**About this exercise**
The answer consists of one number: how many lines of the data below include the string "AvatarView".

*****

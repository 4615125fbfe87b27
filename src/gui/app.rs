//! Demo window: preset picker, quick params and debug panel on the left,
//! live avatar preview in the middle

use std::path::PathBuf;
use std::time::{Duration, Instant};

use anyhow::{Result, anyhow};
use eframe::{CreationContext, NativeOptions, egui};
use tracing::{debug, error, info};

use border_avatar::avatar::{AvatarEvent, BorderAvatar};
use border_avatar::editor::{ConfigSync, Presentation};
use border_avatar::i18n::{Label, Language};
use border_avatar::settings::Settings;
use border_avatar::types::Severity;

use super::components::avatar_view::AvatarView;
use super::components::debug_panel::{DebugAction, DebugPanelState};
use super::components::{preset_selector, quick_params};
use super::constants::*;
use super::toasts::ToastQueue;

struct DemoApp {
    editor: ConfigSync<ToastQueue>,
    avatar: BorderAvatar,
    avatar_view: AvatarView,
    debug_panel: DebugPanelState,
    settings: Settings,
    applied_signals: Option<u64>,
}

impl DemoApp {
    fn new(_cc: &CreationContext<'_>, settings: Settings) -> Self {
        info!(lang = settings.lang.code(), "Initializing demo window");

        let mut editor = ConfigSync::with_builtin_presets(ToastQueue::default());
        editor.set_language(settings.lang);

        let signals = editor.signals().clone();
        let avatar = BorderAvatar::new()
            .with_config(signals.border_config)
            .with_avatar_url(signals.avatar_url)
            .with_size(signals.avatar_size)
            .with_alt_text(Label::AvatarAlt.text(settings.lang))
            .clickable(true);
        let applied_signals = Some(editor.revision(Presentation::Signals));

        Self {
            editor,
            avatar,
            avatar_view: AvatarView::new(),
            debug_panel: DebugPanelState::default(),
            settings,
            applied_signals,
        }
    }

    fn lang(&self) -> Language {
        self.settings.lang
    }

    /// Hand new signal values to the avatar component
    fn apply_signals(&mut self) {
        let revision = self.editor.revision(Presentation::Signals);
        if self.applied_signals == Some(revision) {
            return;
        }
        let signals = self.editor.signals();
        self.avatar.set_config(signals.border_config.clone());
        self.avatar.set_size(&signals.avatar_size);
        self.avatar.set_avatar_url(&signals.avatar_url);
        self.applied_signals = Some(revision);
        debug!(revision, "Signals applied to avatar");
    }

    fn toggle_language(&mut self) {
        self.settings.lang = self.settings.lang.toggled();
        self.editor.set_language(self.settings.lang);
        info!(lang = self.settings.lang.code(), "Language switched");
        if let Err(err) = self.settings.save() {
            error!(error = ?err, "Failed to save settings");
            self.editor.notifier_mut().push(&format!("{err:#}"), Severity::Warning, Instant::now());
        }
    }

    fn handle_debug_action(&mut self, ctx: &egui::Context, action: DebugAction, now: Instant) {
        match action {
            DebugAction::Edited(fields) => self.editor.debug_form_input(fields, now),
            DebugAction::ChooseFile(target, path) => {
                self.editor.select_file(target, path);
            }
            DebugAction::Import => {
                self.editor.import_config();
            }
            DebugAction::Copy => {
                self.editor.copy_config(|text| {
                    ctx.copy_text(text.to_string());
                    Ok(())
                });
            }
            DebugAction::Download => {
                self.editor.download_config(&download_dir());
            }
        }
    }

    fn handle_avatar_event(&self, event: AvatarEvent) {
        match event {
            AvatarEvent::Click => info!("Avatar click event"),
            AvatarEvent::ImageLoad => debug!("Avatar image loaded"),
            AvatarEvent::ImageError(reason) => error!(reason = %reason, "Avatar image failed to load"),
        }
    }

    /// Earliest moment something time-driven needs another frame
    fn next_wakeup(&self, now: Instant) -> Option<Duration> {
        let deadlines = [
            self.editor.next_deadline(),
            self.avatar.next_deadline(),
            self.editor.notifier().next_expiry(),
        ];
        let mut wait = deadlines
            .into_iter()
            .flatten()
            .map(|deadline| deadline.saturating_duration_since(now))
            .min();

        if let Some(frame) = self.avatar_view.repaint_after() {
            wait = Some(wait.map_or(frame, |w| w.min(frame)));
        }
        if self.editor.file_read_in_flight() {
            wait = Some(wait.map_or(FILE_POLL_INTERVAL, |w| w.min(FILE_POLL_INTERVAL)));
        }
        wait
    }
}

const FILE_POLL_INTERVAL: Duration = Duration::from_millis(50);

impl eframe::App for DemoApp {
    fn update(&mut self, ctx: &egui::Context, _frame: &mut eframe::Frame) {
        let now = Instant::now();
        self.editor.poll(now);
        self.apply_signals();
        let lang = self.lang();

        egui::TopBottomPanel::top("title_bar").show(ctx, |ui| {
            ui.add_space(ITEM_SPACING);
            ui.horizontal(|ui| {
                ui.heading(Label::Title.text(lang));
                ui.with_layout(egui::Layout::right_to_left(egui::Align::Center), |ui| {
                    if ui.button(Label::SwitchLanguage.text(lang)).clicked() {
                        self.toggle_language();
                    }
                });
            });
            ui.add_space(ITEM_SPACING);
        });

        let mut debug_actions = Vec::new();
        egui::SidePanel::left("editor_panel")
            .default_width(SIDE_PANEL_WIDTH)
            .show(ctx, |ui| {
                egui::ScrollArea::vertical().show(ui, |ui| {
                    if let Some(key) = preset_selector::ui(ui, self.editor.presets(), self.editor.selected_preset(), lang) {
                        self.editor.select_preset(&key);
                    }
                    ui.add_space(SECTION_SPACING);

                    if let Some(params) = quick_params::ui(ui, self.editor.quick_params(), lang) {
                        self.editor.quick_params_input(params, now);
                    }
                    ui.add_space(SECTION_SPACING);

                    debug_actions = self.debug_panel.ui(ui, self.editor.debug_form(), lang);
                });
            });
        for action in debug_actions {
            self.handle_debug_action(ctx, action, now);
        }

        // Pushes made above must reach the avatar in this frame
        self.apply_signals();

        let mut avatar_events = Vec::new();
        egui::CentralPanel::default().show(ctx, |ui| {
            ui.label(egui::RichText::new(Label::Preview.text(lang)).strong());
            ui.add_space(SECTION_SPACING);
            ui.vertical_centered(|ui| {
                avatar_events = self.avatar_view.ui(ui, &mut self.avatar, now);
            });
        });
        for event in avatar_events {
            self.handle_avatar_event(event);
        }

        self.editor.notifier_mut().show(ctx, now);

        if let Some(wait) = self.next_wakeup(now) {
            ctx.request_repaint_after(wait);
        }
    }

    fn on_exit(&mut self, _gl: Option<&eframe::glow::Context>) {
        self.avatar.destroy();
        info!("Demo window exiting");
    }
}

/// Where downloaded configs go
fn download_dir() -> PathBuf {
    dirs::download_dir()
        .or_else(dirs::home_dir)
        .unwrap_or_else(|| PathBuf::from("."))
}

pub fn run_gui(settings: Settings) -> Result<()> {
    let title = Label::Title.text(settings.lang);
    let options = NativeOptions {
        viewport: egui::ViewportBuilder::default()
            .with_inner_size([WINDOW_WIDTH, WINDOW_HEIGHT])
            .with_min_inner_size([WINDOW_MIN_WIDTH, WINDOW_MIN_HEIGHT])
            .with_title(title),
        ..Default::default()
    };

    eframe::run_native(
        title,
        options,
        Box::new(move |cc| Ok(Box::new(DemoApp::new(cc, settings)))),
    )
    .map_err(|err| anyhow!("Failed to launch demo window: {err}"))
}
//! Timer-gated slot collapsing bursts of one logical event into its latest value
//!
//! Time is passed in by the caller so the UI loop and tests drive it alike.

use std::time::{Duration, Instant};

#[derive(Debug)]
pub struct Debouncer<T> {
    quiet: Duration,
    pending: Option<Pending<T>>,
}

#[derive(Debug)]
struct Pending<T> {
    value: T,
    last_event: Instant,
}

impl<T> Debouncer<T> {
    pub fn new(quiet: Duration) -> Self {
        Self { quiet, pending: None }
    }

    pub fn from_millis(ms: u64) -> Self {
        Self::new(Duration::from_millis(ms))
    }

    /// Record an event; replaces any pending value and restarts the quiet window
    pub fn push(&mut self, value: T, now: Instant) {
        self.pending = Some(Pending { value, last_event: now });
    }

    /// Take the pending value once the quiet window has elapsed
    pub fn poll(&mut self, now: Instant) -> Option<T> {
        let ready = self
            .pending
            .as_ref()
            .is_some_and(|p| now.saturating_duration_since(p.last_event) >= self.quiet);
        if ready {
            self.pending.take().map(|p| p.value)
        } else {
            None
        }
    }

    /// Take the pending value without waiting for the quiet window
    pub fn flush(&mut self) -> Option<T> {
        self.pending.take().map(|p| p.value)
    }

    /// Drop the pending value. Returns true if something was dropped.
    pub fn cancel(&mut self) -> bool {
        self.pending.take().is_some()
    }

    pub fn is_pending(&self) -> bool {
        self.pending.is_some()
    }

    /// When the pending value becomes deliverable
    pub fn deadline(&self) -> Option<Instant> {
        self.pending.as_ref().map(|p| p.last_event + self.quiet)
    }
}

#[cfg(test)]
mod tests {
    use super::*;

    fn ms(n: u64) -> Duration {
        Duration::from_millis(n)
    }

    #[test]
    fn test_poll_before_quiet_window_returns_none() {
        let start = Instant::now();
        let mut debouncer = Debouncer::from_millis(150);
        debouncer.push(1, start);
        assert_eq!(debouncer.poll(start + ms(149)), None);
        assert!(debouncer.is_pending());
        assert_eq!(debouncer.poll(start + ms(150)), Some(1));
        assert!(!debouncer.is_pending());
    }

    #[test]
    fn test_burst_collapses_to_latest_value() {
        let start = Instant::now();
        let mut debouncer = Debouncer::from_millis(100);
        debouncer.push(1, start);
        debouncer.push(2, start + ms(60));
        debouncer.push(3, start + ms(120));
        // Window restarts on every push
        assert_eq!(debouncer.poll(start + ms(200)), None);
        assert_eq!(debouncer.poll(start + ms(220)), Some(3));
        assert_eq!(debouncer.poll(start + ms(500)), None);
    }

    #[test]
    fn test_cancel_drops_pending_value() {
        let start = Instant::now();
        let mut debouncer = Debouncer::from_millis(100);
        assert!(!debouncer.cancel());
        debouncer.push("x", start);
        assert!(debouncer.cancel());
        assert_eq!(debouncer.poll(start + ms(1000)), None);
    }

    #[test]
    fn test_flush_delivers_early_once() {
        let start = Instant::now();
        let mut debouncer = Debouncer::from_millis(100);
        assert_eq!(debouncer.flush(), None);
        debouncer.push(7, start);
        assert_eq!(debouncer.flush(), Some(7));
        assert_eq!(debouncer.deadline(), None);
        assert_eq!(debouncer.poll(start + ms(500)), None);
    }

    #[test]
    fn test_deadline() {
        let start = Instant::now();
        let mut debouncer = Debouncer::from_millis(150);
        assert_eq!(debouncer.deadline(), None);
        debouncer.push((), start);
        assert_eq!(debouncer.deadline(), Some(start + ms(150)));
    }
}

*****

**Your solution**
3